Having grown up in southern Ontario where the trees don’t blossom until the end of April in an early year, I still find crocuses in February a joyous surprise. Spring is here and we’re ready to get stuck into a new season…mostly.
Singing the Winter Greens
As the days got longer, our winter experiments took off, and we got to try some tasty mixed mustard greens. A definite success. The trick for this coming winter will be planning plantings to keep us in a steady supply. The kale is coming on strong now, but is still tiny, so needed to go in a lot earlier. Lettuces will be off the island next winter, as we’ve lost way too many to fungi and what looks like wire worms. Greenhouse space is at a premium in the winter months especially, so we have to make every inch count and grow things we can eat or sell.
We’ve been doing some other learning too. Wilf and Emily went to Ontario to visit family for a couple of weeks in January. On a farm outside Ottawa, they got a lesson in soap making and a recipe for tallow soap. Now we’re gathering the necessary equipment from local second hand stores, and looking forward to experimenting with some of our pig lard.
Tasting the (Egg) Rainbow
In January we welcomed 11 new ladies to the farmlet, along with their own rooster, who we have called Franklin. At two years old, we expect the older ladies will slow down enough this summer to warrant a date with the stock pot, and wanted to have their replacements on hand for egg continuity.Winston is unimpressed with the whole situation, as Franklin has a few months and pounds on him and has claimed the job of top rooster. It probably didn’t help that Winston had a run-in with, we think, a dog late in January and lost most of his tail, so he’s a bit less showy now too. But, many of the ladies, both new and old, seem to like the look of him nevertheless. He usually has a small following of ladies hanging out with him in the run, and almost always comes over to the fence to say hello, so we figure he isn’t too hard done by. And we are enjoying the new ladies. Bred by a friend on Denman, they are a rather pretty crew, ranging from jet black (tinged with green in the sun – we call them stealth or night chickens), to barred grey and black, to white. They lay the most beautiful eggs: a rainbow of white, green, blue, olive, coffee and brown.
Pigs Pigs Pigs
Six new piglets arrived in early February from Saanich. Large Black crosses from Meadowbrook Farm. They are lovely, adventurous souls. The older pigs are getting big and pushy, as pigs do – still wonderful, but not quite as cute and rather more demanding. It’s fun to have some small pigs about again. These little boys and girls have been hilarious so far, galloping about their run and in and out of their trailer.
Hello Orange Friend
We have a new kitty from the Comox Valley SPCA, name TBD. He is 3 years old and orange, Hunter’s favourite type of kitty. So far, he’s still a bit wary of dog and baby, but a sweet, cuddly friend at night and getting bolder by the day. We’re looking forward to having him around this summer.

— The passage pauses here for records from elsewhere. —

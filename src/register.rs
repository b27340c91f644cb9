use crate::config::RegistrationOptions;
use crate::enums::Interpolation;
use crate::error::{GeometryError, ReconError};
use crate::job::{CancellationToken, Stage, Warning};
use crate::volume::Volume;

use nalgebra::{Matrix4, Rotation3, Vector3, Vector6};
use ndarray::Zip;
use rayon::prelude::*;
use tracing::{debug, info};

/// Fewer in-overlap samples than this give no usable metric.
const MIN_METRIC_SAMPLES: f64 = 16.0;

/// Maps fixed (reference) physical points into the moving volume:
/// `T(x) = R (x - c) + c + t`.
#[derive(Clone, Debug, PartialEq)]
pub struct RigidTransform {
    rotation: Rotation3<f64>,
    center: Vector3<f64>,
    translation: Vector3<f64>,
}

impl RigidTransform {
    pub fn identity() -> Self {
        Self {
            rotation: Rotation3::identity(),
            center: Vector3::zeros(),
            translation: Vector3::zeros(),
        }
    }

    /// Rotation by Euler angles (roll, pitch, yaw) about `center`, then translation.
    pub fn new(angles: Vector3<f64>, center: Vector3<f64>, translation: Vector3<f64>) -> Self {
        Self {
            rotation: Rotation3::from_euler_angles(angles.x, angles.y, angles.z),
            center,
            translation,
        }
    }

    pub fn rotation(&self) -> &Rotation3<f64> {
        &self.rotation
    }

    pub fn translation(&self) -> &Vector3<f64> {
        &self.translation
    }

    #[inline]
    pub fn apply(&self, point: &Vector3<f64>) -> Vector3<f64> {
        self.rotation * (point - self.center) + self.center + self.translation
    }

    /// Homogeneous 4x4 form.
    pub fn to_matrix(&self) -> Matrix4<f64> {
        let offset = self.center + self.translation - self.rotation * self.center;
        let mut matrix = self.rotation.to_homogeneous();
        matrix.fixed_view_mut::<3, 1>(0, 3).copy_from(&offset);
        matrix
    }
}

#[derive(Clone, Debug)]
pub struct Registration {
    pub transform: RigidTransform,
    pub mutual_information: f64,
    /// Share of metric samples that landed inside the moving volume.
    pub overlap: f64,
}

/// The fused volume on the reference grid.
#[derive(Clone, Debug)]
pub struct Fusion {
    pub volume: Volume,
    /// Input volumes that contributed, the reference included.
    pub fused: usize,
}

/// Joint-histogram mutual information between a fixed point set and a
/// moving volume.
struct Metric<'a> {
    points: Vec<Vector3<f64>>,
    fixed_bins: Vec<f64>,
    moving: &'a Volume,
    moving_low: f32,
    moving_scale: f64,
    bins: usize,
}

impl<'a> Metric<'a> {
    fn new(fixed: &Volume, moving: &'a Volume, stride: usize, max_samples: usize, bins: usize) -> Self {
        let (depth, height, width) = fixed.dim();
        let total = (depth * height * width) as f64;
        let cap = (total / max_samples.max(1) as f64).cbrt().ceil() as usize;
        let stride = stride.max(cap).max(1);

        let (fixed_low, fixed_high) = fixed.value_range();
        let fixed_scale = bin_scale(fixed_low, fixed_high, bins);
        let (moving_low, moving_high) = moving.value_range();

        let geometry = fixed.geometry();
        let data = fixed.data();
        let mut points = Vec::new();
        let mut fixed_bins = Vec::new();
        for z in (0..depth).step_by(stride) {
            for y in (0..height).step_by(stride) {
                for x in (0..width).step_by(stride) {
                    points.push(geometry.index_to_physical(&Vector3::new(x as f64, y as f64, z as f64)));
                    fixed_bins.push((data[[z, y, x]] - fixed_low) as f64 * fixed_scale);
                }
            }
        }

        Self {
            points,
            fixed_bins,
            moving,
            moving_low,
            moving_scale: bin_scale(moving_low, moving_high, bins),
            bins,
        }
    }

    /// `(mutual information, overlap)`
    fn evaluate(&self, transform: &RigidTransform) -> (f64, f64) {
        let bins = self.bins;
        let mut joint = vec![0.0_f64; bins * bins];
        let mut inside = 0.0_f64;

        for (point, &fixed_bin) in self.points.iter().zip(&self.fixed_bins) {
            let Some(value) = self
                .moving
                .sample(&transform.apply(point), Interpolation::Linear)
            else {
                continue;
            };
            inside += 1.0;
            let moving_bin = (value - self.moving_low) as f64 * self.moving_scale;
            // linear Parzen window in both dimensions
            let (f0, fw) = split_bin(fixed_bin, bins);
            let (m0, mw) = split_bin(moving_bin, bins);
            let f1 = (f0 + 1).min(bins - 1);
            let m1 = (m0 + 1).min(bins - 1);
            joint[f0 * bins + m0] += (1.0 - fw) * (1.0 - mw);
            joint[f0 * bins + m1] += (1.0 - fw) * mw;
            joint[f1 * bins + m0] += fw * (1.0 - mw);
            joint[f1 * bins + m1] += fw * mw;
        }

        let overlap = inside / self.points.len().max(1) as f64;
        if inside < MIN_METRIC_SAMPLES {
            return (0.0, overlap);
        }
        (mutual_information(&joint, bins, inside), overlap)
    }
}

fn bin_scale(low: f32, high: f32, bins: usize) -> f64 {
    let range = (high - low) as f64;
    if range > 0.0 {
        (bins - 1) as f64 / range
    } else {
        0.0
    }
}

fn split_bin(position: f64, bins: usize) -> (usize, f64) {
    let clamped = position.clamp(0.0, (bins - 1) as f64);
    let lower = clamped.floor() as usize;
    (lower.min(bins - 1), clamped - lower as f64)
}

fn mutual_information(joint: &[f64], bins: usize, total: f64) -> f64 {
    let mut fixed_marginal = vec![0.0_f64; bins];
    let mut moving_marginal = vec![0.0_f64; bins];
    for f in 0..bins {
        for m in 0..bins {
            let p = joint[f * bins + m] / total;
            fixed_marginal[f] += p;
            moving_marginal[m] += p;
        }
    }
    let mut mi = 0.0;
    for f in 0..bins {
        for m in 0..bins {
            let p = joint[f * bins + m] / total;
            if p > 0.0 {
                mi += p * (p / (fixed_marginal[f] * moving_marginal[m])).ln();
            }
        }
    }
    mi.max(0.0)
}

pub struct MultiPlaneRegistrator {
    options: RegistrationOptions,
}

impl MultiPlaneRegistrator {
    pub fn new(options: RegistrationOptions) -> Self {
        Self { options }
    }

    /// Align every volume to the largest one and max-fuse the ones that
    /// registered. A single volume passes through unchanged.
    pub fn register_and_fuse(
        &self,
        mut volumes: Vec<Volume>,
        warnings: &mut Vec<Warning>,
        cancel: &CancellationToken,
    ) -> Result<Fusion, ReconError> {
        if volumes.len() <= 1 {
            let volume = volumes.pop().ok_or(ReconError::NoUsableGeometry)?;
            return Ok(Fusion { volume, fused: 1 });
        }

        let reference_index = volumes
            .iter()
            .enumerate()
            .max_by(|(_, a), (_, b)| {
                a.extent()
                    .product()
                    .total_cmp(&b.extent().product())
                    .then(std::cmp::Ordering::Greater)
            })
            .map(|(i, _)| i)
            .unwrap_or(0);
        let reference = volumes.remove(reference_index);
        debug!(reference_index, moving = volumes.len(), "Selected reference volume");

        let results: Vec<Result<Registration, ReconError>> = volumes
            .par_iter()
            .map(|moving| self.register(&reference, moving, cancel))
            .collect();

        let mut aligned = Vec::new();
        for (i, (moving, result)) in volumes.iter().zip(results).enumerate() {
            match result {
                Ok(registration) => {
                    info!(
                        volume = i,
                        mutual_information = registration.mutual_information,
                        overlap = registration.overlap,
                        "Registered volume"
                    );
                    aligned.push((moving, registration.transform));
                }
                Err(ReconError::Cancelled) => return Err(ReconError::Cancelled),
                Err(e) => Warning::record(
                    warnings,
                    Stage::Register,
                    format!("Volume {i} excluded from fusion: {e}"),
                ),
            }
        }

        let fused = aligned.len() + 1;
        let volume = fuse_max(&reference, &aligned)?;
        info!(fused, "Fused volumes");
        Ok(Fusion { volume, fused })
    }

    /// Rigid, mutual-information driven alignment of `moving` onto `fixed`.
    ///
    /// # Errors
    ///
    /// `RegistrationFailure` when the finest level runs out of iterations
    /// before the step shrinks below `min_step`, or when the final similarity
    /// or overlap is below the acceptance thresholds. `Cancelled` when the
    /// token fires.
    pub fn register(
        &self,
        fixed: &Volume,
        moving: &Volume,
        cancel: &CancellationToken,
    ) -> Result<Registration, ReconError> {
        let options = &self.options;
        let center = fixed.center();
        let initial_translation = moving.center() - center;
        // rotation parameters are scaled to arc length at this radius
        let radius = (0.5 * fixed.extent().norm()).max(1.0);

        let transform_at = |u: &Vector6<f64>| {
            RigidTransform::new(
                Vector3::new(u[0], u[1], u[2]) / radius,
                center,
                initial_translation + Vector3::new(u[3], u[4], u[5]),
            )
        };

        let first_shrink = options.shrink_factors.first().copied().unwrap_or(1) as f64;
        let mut u = Vector6::zeros();
        let mut converged = false;
        let mut iterations = 0;
        for &shrink in &options.shrink_factors {
            let metric = Metric::new(fixed, moving, shrink, options.max_samples, options.histogram_bins);
            let h = 0.5 * shrink as f64;
            let mut step = options.max_step * shrink as f64 / first_shrink;
            let mut previous: Option<Vector6<f64>> = None;
            let mut flat = false;
            iterations = 0;

            while iterations < options.max_iterations && step >= options.min_step {
                cancel.check()?;
                iterations += 1;

                let gradient = Vector6::from_fn(|k, _| {
                    let mut forward = u;
                    let mut backward = u;
                    forward[k] += h;
                    backward[k] -= h;
                    (metric.evaluate(&transform_at(&forward)).0
                        - metric.evaluate(&transform_at(&backward)).0)
                        / (2.0 * h)
                });
                let norm = gradient.norm();
                if !(norm > 1e-12) {
                    flat = true;
                    break;
                }
                if previous.is_some_and(|p| p.dot(&gradient) < 0.0) {
                    step *= 0.5;
                }
                u += gradient * (step / norm);
                previous = Some(gradient);
            }
            // only the finest level decides
            converged = flat || step < options.min_step;
            debug!(shrink, iterations, step, converged, "Registration level done");
        }

        if !converged {
            return Err(ReconError::RegistrationFailure {
                reason: format!("did not converge after {iterations} iterations"),
            });
        }

        let transform = transform_at(&u);
        let finest = options.shrink_factors.last().copied().unwrap_or(1);
        let (mutual_information, overlap) =
            Metric::new(fixed, moving, finest, options.max_samples, options.histogram_bins)
                .evaluate(&transform);

        if !mutual_information.is_finite() || mutual_information < options.min_mutual_information {
            return Err(ReconError::RegistrationFailure {
                reason: format!(
                    "mutual information {mutual_information:.4} below {}",
                    options.min_mutual_information
                ),
            });
        }
        if overlap < options.min_overlap {
            return Err(ReconError::RegistrationFailure {
                reason: format!("overlap {overlap:.3} below {}", options.min_overlap),
            });
        }

        Ok(Registration {
            transform,
            mutual_information,
            overlap,
        })
    }
}

/// Voxel-wise maximum of the reference and every aligned volume, sampled on
/// the reference grid. Positions a moving volume does not cover keep the
/// reference value.
pub fn fuse_max(
    reference: &Volume,
    aligned: &[(&Volume, RigidTransform)],
) -> Result<Volume, GeometryError> {
    let geometry = reference.geometry().clone();
    let mut data = reference.data().clone();
    Zip::indexed(&mut data).par_for_each(|(z, y, x), value| {
        let point = geometry.index_to_physical(&Vector3::new(x as f64, y as f64, z as f64));
        for (moving, transform) in aligned {
            if let Some(sample) = moving.sample(&transform.apply(&point), Interpolation::Linear) {
                if sample > *value {
                    *value = sample;
                }
            }
        }
    });
    Volume::new(data, geometry)
}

Getting Ready for 2016…and 2017…and…
Crop planning was a major task this year, guestimating market sales for the first time and setting up planning and tracking systems. Lots of quality time with Excel. And, with the Canadian dollar being less than stellar, quite the mission to figure out the most economical supplier for each seed variety. It doesn’t help that no one seems to sell their seed in the same units or increments. How many seeds in a gram? Grams in an ounce? It took way longer than we wanted it to, but it’s done. And the seeds have arrived, and the seeding has started!
We’re working to tick off a pile of jobs to get ready for the season. We’ve had a Bobcat in to scrape the area for our washing and packing shed extension and cooler, and line we’re planning to fence. We’ve milled a bunch of cedar off our property to get it drying so we can side the house. We’ve got fencing priced and sourced. Steel for a third greenhouse has been delivered. Sam is chipping away at getting the insulation and drywall up in the evenings so that we can get electrified. We’ve got a greenhouse to build, supplies to source and order, beds to make, a fence to erect, and a whole pile of seeds to start. It’s busy. We’ve been lucky to have friends from Scotland, Ontario, and Vancouver come for visits and to give us a hand. We’re just hoping it dries out long enough that we can get the Bobcat back to rock rake the field before we need to start planting it…
And meanwhile, we’re also starting to think about 2017, and beyond. Our friend Ian was back for another week of therapeutic chainsawing. He took down a few more large cedars to finish the siding for the house, and a pile more trees down to extend our little patch north of the house into a proper field for 2017 and a second irrigation pond. The new pigs are clearing out land where we want to put fruit trees and bushes. We really enjoy this part of starting the farm – the creative dreaming that goes into creating a property that is productive, efficient, and also a beautiful place to work and live.